The Series 3 UI is faster, much faster. The one is not ready for my living room. Buyer beware.


----------



## Bierboy (Jun 12, 2004)

I have one on order, due to arrive Tuesday. But I'll give it some time not only to load the latest updates, but compile data and cache. I'm expecting it'll be fine...


----------



## compnurd (Oct 6, 2011)

especially being a new box, it will take a good 24 hours to settle down... but if you however were expecting the HD interface to be as fast as the SD then it wont. I have no speed issues with the HD interface but it is not as fast as SD


----------



## jcthorne (Jan 28, 2002)

The first 24 hours the interface is very slow as the tivo builds its guide info and databases. It should improve markedly after that.

The HD interface was indeed slow when the Premiere was launched but with the last few updates, I have no problem with it anymore.


----------



## jauburn (May 18, 2006)

compnurd said:


> especially being a new box, it will take a good 24 hours to settle down... but if you however were expecting the HD interface to be as fast as the SD then it wont. I have no speed issues with the HD interface but it is not as fast as SD


That's not acceptable to me. The SD interface was more than slow enough.

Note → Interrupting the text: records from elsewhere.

//! Composition renderer.
//!
//! [`BalloonAvatar`] turns [`BalloonProps`] into a [`Frame`]: the ordered
//! fragment list for one avatar. A frame can be serialized as inline SVG
//! markup, as the legacy data-URI payload (see [`crate::legacy`]), or
//! rasterized.
//!
//! # Example
//!
//! ```
//! use balloon_avatar::{render_config, AvatarConfig, AvatarOwner, RenderOptions, Theme};
//!
//! let owner = AvatarOwner::new("marina", Some("Calouro".into()));
//! let options = RenderOptions { theme: Theme::Light, ..RenderOptions::default() };
//!
//! let frame = render_config(&AvatarConfig::default(), Some(&owner), &options);
//! let svg = frame.to_svg();
//! assert!(svg.starts_with("<svg"));
//! ```

use serde::{Deserialize, Serialize};

use crate::color::{ColorContext, Theme};
use crate::config::{Accessory, AvatarConfig};
use crate::layer::{Fragment, LayerKind, LayerPipeline};
use crate::markup;
use crate::projection::{
    AvatarOwner, BalloonProps, DEFAULT_VETERAN_MARKER, Decoration, Expression, Pattern, Shape,
    SizeClass,
};

// ============================================================================
// RenderOptions
// ============================================================================

/// Host-provided render settings.
///
/// ```json
/// { "theme": "light", "themeAware": true, "size": "xl", "veteranMarker": "veterano" }
/// ```
#[derive(Debug, Clone, PartialEq, Eq, Serialize, Deserialize)]
#[serde(rename_all = "camelCase", default)]
#[cfg_attr(feature = "jsonschema", derive(schemars::JsonSchema))]
pub struct RenderOptions {
    pub theme: Theme,
    pub theme_aware: bool,
    pub size: SizeClass,
    /// Title substring that selects the tired face.
    pub veteran_marker: String,
}

impl Default for RenderOptions {
    fn default() -> Self {
        Self {
            theme: Theme::default(),
            theme_aware: true,
            size: SizeClass::default(),
            veteran_marker: DEFAULT_VETERAN_MARKER.to_string(),
        }
    }
}

impl RenderOptions {
    pub fn color_context(&self) -> ColorContext {
        ColorContext::new(self.theme, self.theme_aware)
    }

    pub fn from_json(json: &str) -> crate::error::AvatarResult<Self> {
        Ok(serde_json::from_str(json)?)
    }
}

// ============================================================================
// Frame
// ============================================================================

/// What a frame depicts, independent of how it is serialized.
#[derive(Debug, Clone, PartialEq, Eq, Serialize)]
pub struct LayerSummary {
    pub shape: Shape,
    pub pattern: Pattern,
    pub decoration: Decoration,
    /// Drawn accessories in canonical order. Unknown tags are omitted.
    pub accessories: Vec<Accessory>,
    pub expression: Expression,
}

/// A rendered avatar: fragments in draw order plus its output size.
#[derive(Debug, Clone, PartialEq, Serialize)]
pub struct Frame {
    pub size: SizeClass,
    pub summary: LayerSummary,
    pub fragments: Vec<Fragment>,
}

impl Frame {
    /// Fragments belonging to one layer.
    pub fn layer(&self, kind: LayerKind) -> impl Iterator<Item = &Fragment> {
        self.fragments.iter().filter(move |f| f.layer == kind)
    }

    /// Number of fragments drawn by the named rule entry (e.g. `"dots"`).
    pub fn count_rule(&self, rule: &str) -> usize {
        self.fragments.iter().filter(|f| f.rule == rule).count()
    }

    /// Inline SVG sized to the frame's size class.
    pub fn to_svg(&self) -> String {
        self.to_svg_sized(self.size.pixels())
    }

    /// Inline SVG at an explicit pixel size.
    pub fn to_svg_sized(&self, pixels: u32) -> String {
        let mut out = String::new();
        // Writing into a String cannot fail.
        let _ = markup::write_document(&mut out, &self.fragments, pixels, pixels, false);
        out
    }

    /// The markup of every fragment, concatenated, without the document wrapper.
    pub fn body_markup(&self) -> String {
        let mut out = String::new();
        for fragment in &self.fragments {
            let _ = markup::write_fragment(&mut out, fragment);
        }
        out
    }
}

// ============================================================================
// BalloonAvatar
// ============================================================================

/// The composition renderer.
pub struct BalloonAvatar;

impl BalloonAvatar {
    /// Renders props under a color context.
    #[tracing::instrument(level = "debug", skip(props), fields(shape = ?props.shape, pattern = ?props.pattern))]
    pub fn render(props: &BalloonProps, ctx: &ColorContext) -> Frame {
        let pipeline = LayerPipeline::for_props(props);
        let fragments = pipeline.draw(props.themed_colors(ctx), &props.initials);

        let summary = LayerSummary {
            shape: props.shape,
            pattern: props.pattern,
            decoration: props.decoration,
            accessories: props
                .accessories
                .iter()
                .filter(|a| !a.is_unknown())
                .cloned()
                .collect(),
            expression: props.expression,
        };

        Frame {
            size: props.size,
            summary,
            fragments,
        }
    }
}

/// Projects and renders a persisted configuration.
pub fn render_config(
    config: &AvatarConfig,
    owner: Option<&AvatarOwner>,
    options: &RenderOptions,
) -> Frame {
    let props = BalloonProps::project(config, owner, &options.veteran_marker).with_size(options.size);
    BalloonAvatar::render(&props, &options.color_context())
}

// ============================================================================
// Tests
// ============================================================================

#[cfg(test)]
mod tests {
    use super::*;
    use crate::config::HairStyle;

    fn owner() -> AvatarOwner {
        AvatarOwner::new("marina", Some("Calouro".into()))
    }

    #[test]
    fn default_config_renders_expected_layers() {
        let frame = render_config(&AvatarConfig::default(), Some(&owner()), &RenderOptions::default());

        assert_eq!(frame.summary.shape, Shape::Round);
        assert_eq!(frame.summary.pattern, Pattern::Dots);
        assert_eq!(frame.summary.decoration, Decoration::Bows);
        assert_eq!(frame.summary.accessories, [Accessory::Glasses]);

        assert_eq!(frame.count_rule("dots"), 5);
        assert_eq!(frame.count_rule("bows"), 2);
        assert_eq!(frame.count_rule("glasses"), 3);
        for absent in ["hat", "earrings", "necklace", "watch"] {
            assert_eq!(frame.count_rule(absent), 0, "{absent} should not be drawn");
        }
        let accessory_rules: Vec<_> = frame.layer(LayerKind::Accessory).map(|f| f.rule).collect();
        assert_eq!(accessory_rules, ["glasses"; 3]);
    }

    #[test]
    fn unknown_hair_style_renders_default_pattern() {
        let config = AvatarConfig::default().with_hair_style("unknown_value");
        assert_eq!(config.hair_style, HairStyle::Other("unknown_value".into()));

        let frame = render_config(&config, None, &RenderOptions::default());
        assert_eq!(frame.summary.pattern, Pattern::Dots);
        assert!(frame.to_svg().contains("</svg>"));
    }

    #[test]
    fn layer_order_is_fixed() {
        let config = AvatarConfig::default()
            .with_accessories(["hat", "watch", "glasses"])
            .with_outfit("sporty");
        let frame = render_config(&config, None, &RenderOptions::default());

        let layers: Vec<_> = frame.fragments.iter().map(|f| f.layer).collect();
        let mut sorted = layers.clone();
        sorted.sort();
        assert_eq!(layers, sorted);
        assert_eq!(layers.first(), Some(&LayerKind::Shape));
        assert_eq!(layers.last(), Some(&LayerKind::Face));
    }

    #[test]
    fn light_theme_mutes_user_colors_only() {
        let config = AvatarConfig::default().with_colors("#000000", "#000000");
        let options = RenderOptions {
            theme: Theme::Light,
            ..RenderOptions::default()
        };
        let svg = render_config(&config, None, &options).to_svg();

        assert!(svg.contains(r##"fill="#4c4c4c""##));
        assert!(!svg.contains(r##"fill="#000000""##));
        // fixed decoration colors are untouched
        assert!(svg.contains("#3366cc"));
    }

    #[test]
    fn veteran_title_selects_tired_face() {
        let veteran = AvatarOwner::new("carlos", Some("Veterano de Engenharia".into()));
        let frame = render_config(&AvatarConfig::default(), Some(&veteran), &RenderOptions::default());
        assert_eq!(frame.summary.expression, Expression::Tired);
        assert!(frame.layer(LayerKind::Face).all(|f| f.rule == "tired"));
    }

    #[test]
    fn svg_uses_size_class_pixels() {
        let options = RenderOptions {
            size: SizeClass::Xl,
            ..RenderOptions::default()
        };
        let svg = render_config(&AvatarConfig::default(), None, &options).to_svg();
        assert!(svg.contains(r#"width="200" height="200""#));
        assert!(svg.contains(r#"viewBox="0 0 100 100""#));
    }

    #[test]
    fn geek_outfit_draws_owner_initials() {
        let config = AvatarConfig::default().with_outfit("geek");
        let svg = render_config(&config, Some(&owner()), &RenderOptions::default()).to_svg();
        assert!(svg.contains(">ma</text>"));
    }

    #[test]
    fn options_deserialize_with_defaults() {
        let options = RenderOptions::from_json(r#"{"theme":"light","size":"lg"}"#).unwrap();
        assert_eq!(options.theme, Theme::Light);
        assert_eq!(options.size, SizeClass::Lg);
        assert!(options.theme_aware);
        assert_eq!(options.veteran_marker, "veterano");
    }
}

Tivo could have improved the processor enough to draw the screens tolerably. The device is going back. Big boo for tivo. Newer is supposed to be better. This is not.


----------



## compnurd (Oct 6, 2011)

jauburn said:


> That's not acceptable to me. The SD interface was more than slow enough. Tivo could have improved the processor enough to draw the screens tolerably. The device is going back. Big boo for tivo. Newer is supposed to be better. This is not.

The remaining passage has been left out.